Il punto, allora, ci pare essere il seguente: qual è il testo autentico dell’iscrizione? Si consideri che le lettere sono state verosimilmente incise alla fine del sec. XVIII, cioè più di due secoli fa. Su di esse hanno esercitato un’implacabile azione di degrado gli agenti atmosferici. All’azione di questi ultimi, si devono aggiungere gli esiti della recente operazione di restauro, risalente appunto al 2013.
Perchè ci pare necessario ricostruire il testo originario dell’iscrizione? Non certo per mero vezzo di erudizione, quanto perchè esso possa essere correttamente letto, e dunque citato, non solo negli studi locali, ma anche, per es. nelle visite guidate, ecc. In fondo, si tratta di fare corretta memoria del fondamentale momento in cui Manduria riprese l’antico nome messapico, ben sette secoli dopo la sua rifondazione con il nome di “Casalnuovo”(1090).
Invitiamo allora il Comune di Manduria, unitamente magari ai tecnici che si sono occupati del restauro, a fare una verifica diretta sul testo dell’iscrizione, per appurarne finalmente, con un attento studio,la veste originaria, ed eliminare ogni dubbio.
Ci sia consentita, infine, una piccola osservazione di carattere storico. Il testo autentico dell’iscrizione collocata sull’Arco di Sant’Angelo, che a partire dall’ultimo restauro si legge, a tutti gli effetti, “MANDURIA RESTITUTA” (alla latina), e che come tale è riportato anche dagli storici locali più recenti (cfr. P.Brunetti, “Manduria tra storia e leggenda”, Manduria 2007, p.356) potrebbe, in teoria, essere verificato con l’aiuto dei documenti.

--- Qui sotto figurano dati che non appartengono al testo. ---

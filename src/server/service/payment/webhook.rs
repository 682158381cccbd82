//! Verification and decoding of payment processor webhooks.
//!
//! The processor signs each delivery with a `Stripe-Signature` header of the form
//! `t=<unix seconds>,v1=<hex>`, where the `v1` value is the HMAC-SHA256 of
//! `"{t}.{raw body}"` keyed with the webhook secret. Several `v1` entries may be
//! present while secrets are rolled; any one matching is accepted.

use hmac::{Hmac, Mac};
use serde::Deserialize;
use sha2::Sha256;

use crate::server::error::payment::PaymentError;

/// Maximum age, in seconds, of a signature timestamp.
pub const SIGNATURE_TOLERANCE_SECS: i64 = 300;

type HmacSha256 = Hmac<Sha256>;

/// Event kinds the application reacts to.
#[derive(Debug, Clone, PartialEq)]
pub enum WebhookEvent {
    PaymentSucceeded { payment_intent: String },
    PaymentFailed { payment_intent: String },
    ChargeRefunded { payment_intent: String },
    Ignored { kind: String },
}

#[derive(Deserialize)]
struct RawEvent {
    #[serde(rename = "type")]
    kind: String,
    data: RawEventData,
}

#[derive(Deserialize)]
struct RawEventData {
    object: RawEventObject,
}

#[derive(Deserialize)]
struct RawEventObject {
    #[serde(default)]
    id: Option<String>,
    #[serde(default)]
    payment_intent: Option<String>,
}

/// Checks a webhook signature header against the raw request body.
///
/// # Arguments
/// - `payload` - Raw request body, exactly as received
/// - `header` - Value of the `Stripe-Signature` header
/// - `secret` - Webhook signing secret
/// - `now` - Current unix time in seconds
///
/// # Returns
/// - `Ok(())` - A `v1` signature matches and the timestamp is within tolerance
/// - `Err(PaymentError::InvalidSignature)` - Header malformed or no signature matches
/// - `Err(PaymentError::StaleSignature)` - Timestamp outside tolerance
pub fn verify_signature(
    payload: &[u8],
    header: &str,
    secret: &str,
    now: i64,
) -> Result<(), PaymentError> {
    let mut timestamp = None;
    let mut signatures = Vec::new();

    for part in header.split(',') {
        match part.trim().split_once('=') {
            Some(("t", value)) => timestamp = value.parse::<i64>().ok(),
            Some(("v1", value)) => signatures.push(value),
            _ => {}
        }
    }

    let timestamp = timestamp
        .ok_or_else(|| PaymentError::InvalidSignature("missing timestamp".to_string()))?;
    if signatures.is_empty() {
        return Err(PaymentError::InvalidSignature(
            "missing v1 signature".to_string(),
        ));
    }
    if now.abs_diff(timestamp) > SIGNATURE_TOLERANCE_SECS.unsigned_abs() {
        return Err(PaymentError::StaleSignature { timestamp });
    }

    let mut mac = HmacSha256::new_from_slice(secret.as_bytes())
        .map_err(|e| PaymentError::InvalidSignature(e.to_string()))?;
    mac.update(timestamp.to_string().as_bytes());
    mac.update(b".");
    mac.update(payload);

    let matched = signatures.into_iter().any(|signature| {
        hex::decode(signature)
            .map(|bytes| mac.clone().verify_slice(&bytes).is_ok())
            .unwrap_or(false)
    });

    if matched {
        Ok(())
    } else {
        Err(PaymentError::InvalidSignature(
            "no matching signature".to_string(),
        ))
    }
}

/// Computes the header value the processor would send for `payload` at `timestamp`.
#[cfg(test)]
pub fn sign_payload(payload: &[u8], secret: &str, timestamp: i64) -> Result<String, PaymentError> {
    let mut mac = HmacSha256::new_from_slice(secret.as_bytes())
        .map_err(|e| PaymentError::InvalidSignature(e.to_string()))?;
    mac.update(timestamp.to_string().as_bytes());
    mac.update(b".");
    mac.update(payload);

    Ok(format!(
        "t={},v1={}",
        timestamp,
        hex::encode(mac.finalize().into_bytes())
    ))
}

/// Decodes a verified webhook body.
///
/// # Returns
/// - `Ok(WebhookEvent)` - Decoded event; unknown kinds become `Ignored`
/// - `Err(serde_json::Error)` - Body is not an event object or lacks the intent id
pub fn parse_event(payload: &[u8]) -> Result<WebhookEvent, serde_json::Error> {
    use serde::de::Error;

    let event: RawEvent = serde_json::from_slice(payload)?;
    let object = event.data.object;

    let event = match event.kind.as_str() {
        "payment_intent.succeeded" => WebhookEvent::PaymentSucceeded {
            payment_intent: object
                .id
                .ok_or_else(|| serde_json::Error::missing_field("id"))?,
        },
        "payment_intent.payment_failed" => WebhookEvent::PaymentFailed {
            payment_intent: object
                .id
                .ok_or_else(|| serde_json::Error::missing_field("id"))?,
        },
        "charge.refunded" => WebhookEvent::ChargeRefunded {
            payment_intent: object
                .payment_intent
                .ok_or_else(|| serde_json::Error::missing_field("payment_intent"))?,
        },
        _ => WebhookEvent::Ignored { kind: event.kind },
    };

    Ok(event)
}
pub mod html;
pub mod parse;
pub mod password;
pub mod validate;
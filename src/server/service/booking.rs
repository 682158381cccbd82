//! Booking service for reservations and their status lifecycle.
//!
//! This module provides the `BookingService`, which validates new bookings against the
//! business's catalog, staff, opening hours and the worker's existing schedule, and
//! moves bookings along the status transition table on behalf of clients, workers and
//! business managers.

use chrono::{DateTime, Duration, Timelike, Utc};
use sea_orm::DatabaseConnection;

use crate::{
    model::booking::BookingStatus,
    server::{
        data::{
            booking::BookingRepository, business::BusinessRepository,
            business_client::BusinessClientRepository, catalog::ServiceRepository,
            user::UserRepository,
        },
        error::AppError,
        model::{
            booking::{
                Booking, BookingRequest, BookingScope, BusyInterval, CreateBookingParam,
                GetBookingsParam, PaginatedBookings,
            },
            business::BusinessSettings,
        },
    },
};

/// Longest window that can be queried for busy intervals.
const MAX_BUSY_WINDOW_DAYS: i64 = 31;

/// Service providing business logic for bookings.
pub struct BookingService<'a> {
    pub db: &'a DatabaseConnection,
}

impl<'a> BookingService<'a> {
    /// Creates a new BookingService instance.
    ///
    /// # Arguments
    /// - `db` - Reference to the database connection
    ///
    /// # Returns
    /// - `BookingService` - New service instance
    pub fn new(db: &'a DatabaseConnection) -> Self {
        Self { db }
    }

    /// Creates a pending booking for a client.
    ///
    /// Checks run in order: the business exists; the service exists, is offered by the
    /// business and is active; the worker exists and works at the business; the start
    /// lies in the future; the whole interval fits inside the opening hours of the
    /// start's UTC day; the worker has no overlapping non-cancelled booking. The client
    /// is recorded as a client of the business on success.
    ///
    /// # Arguments
    /// - `request` - Client, business, service, worker, start time and notes
    ///
    /// # Returns
    /// - `Ok(Booking)` - The created booking with `end_time = start + duration`
    /// - `Err(AppError::NotFound)` - Business, service or worker does not exist
    /// - `Err(AppError::BadRequest)` - Any other check failed
    pub async fn create(&self, request: BookingRequest) -> Result<Booking, AppError> {
        let business = BusinessRepository::new(self.db)
            .find_by_id(request.business_id)
            .await?
            .ok_or_else(|| AppError::NotFound("Business not found".to_string()))?;

        let service = ServiceRepository::new(self.db)
            .find_by_id(request.service_id)
            .await?
            .ok_or_else(|| AppError::NotFound("Service not found".to_string()))?;
        if service.business_id != business.id {
            return Err(AppError::BadRequest(
                "Service is not offered by this business".to_string(),
            ));
        }
        if !service.active {
            return Err(AppError::BadRequest(
                "Service is not available".to_string(),
            ));
        }

        let worker = UserRepository::new(self.db)
            .find_by_id(request.worker_id)
            .await?
            .ok_or_else(|| AppError::NotFound("Worker not found".to_string()))?;
        if !worker.works_at(business.id) {
            return Err(AppError::BadRequest(
                "Worker does not work at this business".to_string(),
            ));
        }

        let start_time = request.start_time;
        if start_time <= Utc::now() {
            return Err(AppError::BadRequest(
                "Booking must start in the future".to_string(),
            ));
        }
        let end_time = start_time
            .checked_add_signed(Duration::minutes(service.duration_minutes as i64))
            .ok_or_else(|| AppError::BadRequest("Booking start time is out of range".to_string()))?;
        if !within_opening_hours(&business.settings, start_time, end_time) {
            return Err(AppError::BadRequest(
                "The selected time is outside business hours".to_string(),
            ));
        }

        let booking_repo = BookingRepository::new(self.db);
        if booking_repo
            .has_conflict(worker.id, start_time, end_time)
            .await?
        {
            return Err(AppError::BadRequest(
                "The selected time slot is no longer available".to_string(),
            ));
        }

        let booking = booking_repo
            .create(CreateBookingParam {
                client_id: request.client_id,
                worker_id: worker.id,
                service_id: service.id,
                business_id: business.id,
                start_time,
                end_time,
                notes: request.notes,
            })
            .await?;

        BusinessClientRepository::new(self.db)
            .ensure(business.id, request.client_id)
            .await?;

        tracing::info!(
            "Client {} booked service {} with worker {} at {}",
            booking.client_id,
            booking.service_id,
            booking.worker_id,
            booking.start_time
        );

        Ok(booking)
    }

    /// Lists bookings within a scope.
    pub async fn get_paginated(
        &self,
        param: GetBookingsParam,
    ) -> Result<PaginatedBookings, AppError> {
        BookingRepository::new(self.db).get_paginated(param).await
    }

    /// Moves a booking to a new status along the transition table.
    ///
    /// # Arguments
    /// - `scope` - `Worker(id)` or `Business(id)`; bookings outside the scope are
    ///   reported as missing
    /// - `booking_id` - Booking to update
    /// - `status` - Target status
    ///
    /// # Returns
    /// - `Ok(Booking)` - The updated booking
    /// - `Err(AppError::NotFound)` - No such booking within the scope
    /// - `Err(AppError::BadRequest)` - The transition is not allowed
    pub async fn update_status(
        &self,
        scope: BookingScope,
        booking_id: i32,
        status: BookingStatus,
    ) -> Result<Booking, AppError> {
        let booking_repo = BookingRepository::new(self.db);
        let booking = booking_repo
            .find_by_id(booking_id)
            .await?
            .filter(|booking| in_scope(booking, scope))
            .ok_or_else(booking_not_found)?;

        if !booking.status.can_transition_to(status) {
            return Err(AppError::BadRequest(format!(
                "Cannot change booking status from {} to {}",
                booking.status, status
            )));
        }

        let updated = booking_repo
            .update_status(booking.id, status)
            .await?
            .ok_or_else(booking_not_found)?;

        tracing::info!(
            "Booking {} moved from {} to {}",
            updated.id,
            booking.status,
            updated.status
        );

        Ok(updated)
    }

    /// Cancels a client's own booking.
    ///
    /// Only pending or confirmed bookings can be cancelled, and only while the
    /// business's cancellation window has not started, i.e. while
    /// `now + cancellation_window_hours <= start_time`.
    ///
    /// # Returns
    /// - `Ok(Booking)` - The cancelled booking
    /// - `Err(AppError::NotFound)` - No such booking for this client
    /// - `Err(AppError::BadRequest)` - Wrong status or too late to cancel
    pub async fn cancel_by_client(
        &self,
        client_id: i32,
        booking_id: i32,
    ) -> Result<Booking, AppError> {
        let booking_repo = BookingRepository::new(self.db);
        let booking = booking_repo
            .find_by_id(booking_id)
            .await?
            .filter(|booking| booking.client_id == client_id)
            .ok_or_else(booking_not_found)?;

        if !matches!(
            booking.status,
            BookingStatus::Pending | BookingStatus::Confirmed
        ) {
            return Err(AppError::BadRequest(format!(
                "A {} booking cannot be cancelled",
                booking.status
            )));
        }

        let business = BusinessRepository::new(self.db)
            .find_by_id(booking.business_id)
            .await?
            .ok_or_else(|| AppError::NotFound("Business not found".to_string()))?;

        let window = Duration::hours(business.settings.cancellation_window_hours as i64);
        if booking.start_time.signed_duration_since(Utc::now()) < window {
            return Err(AppError::BadRequest(format!(
                "Bookings can only be cancelled at least {} hours in advance",
                business.settings.cancellation_window_hours
            )));
        }

        let cancelled = booking_repo
            .update_status(booking.id, BookingStatus::Cancelled)
            .await?
            .ok_or_else(booking_not_found)?;

        tracing::info!("Client {} cancelled booking {}", client_id, booking_id);

        Ok(cancelled)
    }

    /// Lists the booked intervals of a worker that overlap `[from, to)`.
    ///
    /// # Returns
    /// - `Ok(Vec<BusyInterval>)` - Non-cancelled intervals ordered by start
    /// - `Err(AppError::NotFound)` - The worker does not work at this business
    /// - `Err(AppError::BadRequest)` - Empty or overly long window
    pub async fn get_busy_intervals(
        &self,
        business_id: i32,
        worker_id: i32,
        from: DateTime<Utc>,
        to: DateTime<Utc>,
    ) -> Result<Vec<BusyInterval>, AppError> {
        if to <= from {
            return Err(AppError::BadRequest(
                "The end of the range must be after its start".to_string(),
            ));
        }
        if to - from > Duration::days(MAX_BUSY_WINDOW_DAYS) {
            return Err(AppError::BadRequest(format!(
                "The range cannot exceed {} days",
                MAX_BUSY_WINDOW_DAYS
            )));
        }

        UserRepository::new(self.db)
            .find_by_id(worker_id)
            .await?
            .filter(|worker| worker.works_at(business_id))
            .ok_or_else(|| AppError::NotFound("Worker not found".to_string()))?;

        BookingRepository::new(self.db)
            .get_busy_intervals(worker_id, from, to)
            .await
    }
}

fn booking_not_found() -> AppError {
    AppError::NotFound("Booking not found".to_string())
}

fn in_scope(booking: &Booking, scope: BookingScope) -> bool {
    match scope {
        BookingScope::All => true,
        BookingScope::Business(id) => booking.business_id == id,
        BookingScope::Worker(id) => booking.worker_id == id,
        BookingScope::Client(id) => booking.client_id == id,
    }
}

/// Whether `[start, end)` lies inside the opening hours of the start's UTC day.
///
/// A closing hour of 24 means the business stays open until midnight.
fn within_opening_hours(
    settings: &BusinessSettings,
    start: DateTime<Utc>,
    end: DateTime<Utc>,
) -> bool {
    if start.hour() < settings.opening_hour as u32 {
        return false;
    }

    let Some(midnight) = start.date_naive().and_hms_opt(0, 0, 0) else {
        return false;
    };
    let Some(closing) = midnight
        .and_utc()
        .checked_add_signed(Duration::hours(settings.closing_hour as i64))
    else {
        return false;
    };

    end <= closing
}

A partire, cioè, dal testo dalla relativa Delibera Decurionale (prodotta chiaramente dopo il decreto reale del 14 Novembre 1789), attraverso la quale certamente si stabilì il testo esatto, l’artefice e il costo dell’iscrizione da riprodurre sull’Arco. Tale delibera, come molte altre relative all’attività del nostro Decurionato, è però con ogni probabilità andata perduta. A meno di ritrovarla nell’Archivio di Stato di Napoli, che conserva comunque ben poche carte prodotte dal nostro Comune nel sec. XVIII, essa non è certamente reperibile nell’Archivio di Stato di Taranto, poichè le Delibere del Decurionato di Manduria ivi depositate iniziano con l’anno 1799. Nell’Archivio Storico del Comune di Manduria, infine, si conservano documenti risalenti nella quasi totalità al periodo postunitario.
Un utile ausilio all’indagine potrebbe provenire,a questo punto, solo dallo studio delle carte custodite negli archivi privati. Della consistenza di questo patrimonio documentario, però, nessuno studioso, ne’ locale, ne’ accademico, ha purtroppo la minima cognizione, poichè i documenti stessi, finora, non sono stati resi consultabili. Non è escluso che alcune di queste fonti, se messe a disposizione degli studiosi, chiaramente nel rispetto delle prerogative dei loro legittimi proprietari, possano sostenere concretamente le ipotesi di ricerca, nonchè, forse , dare una risposta risolutiva ai non pochi interrogativi che la nostra storia cittadina ancor oggi pone.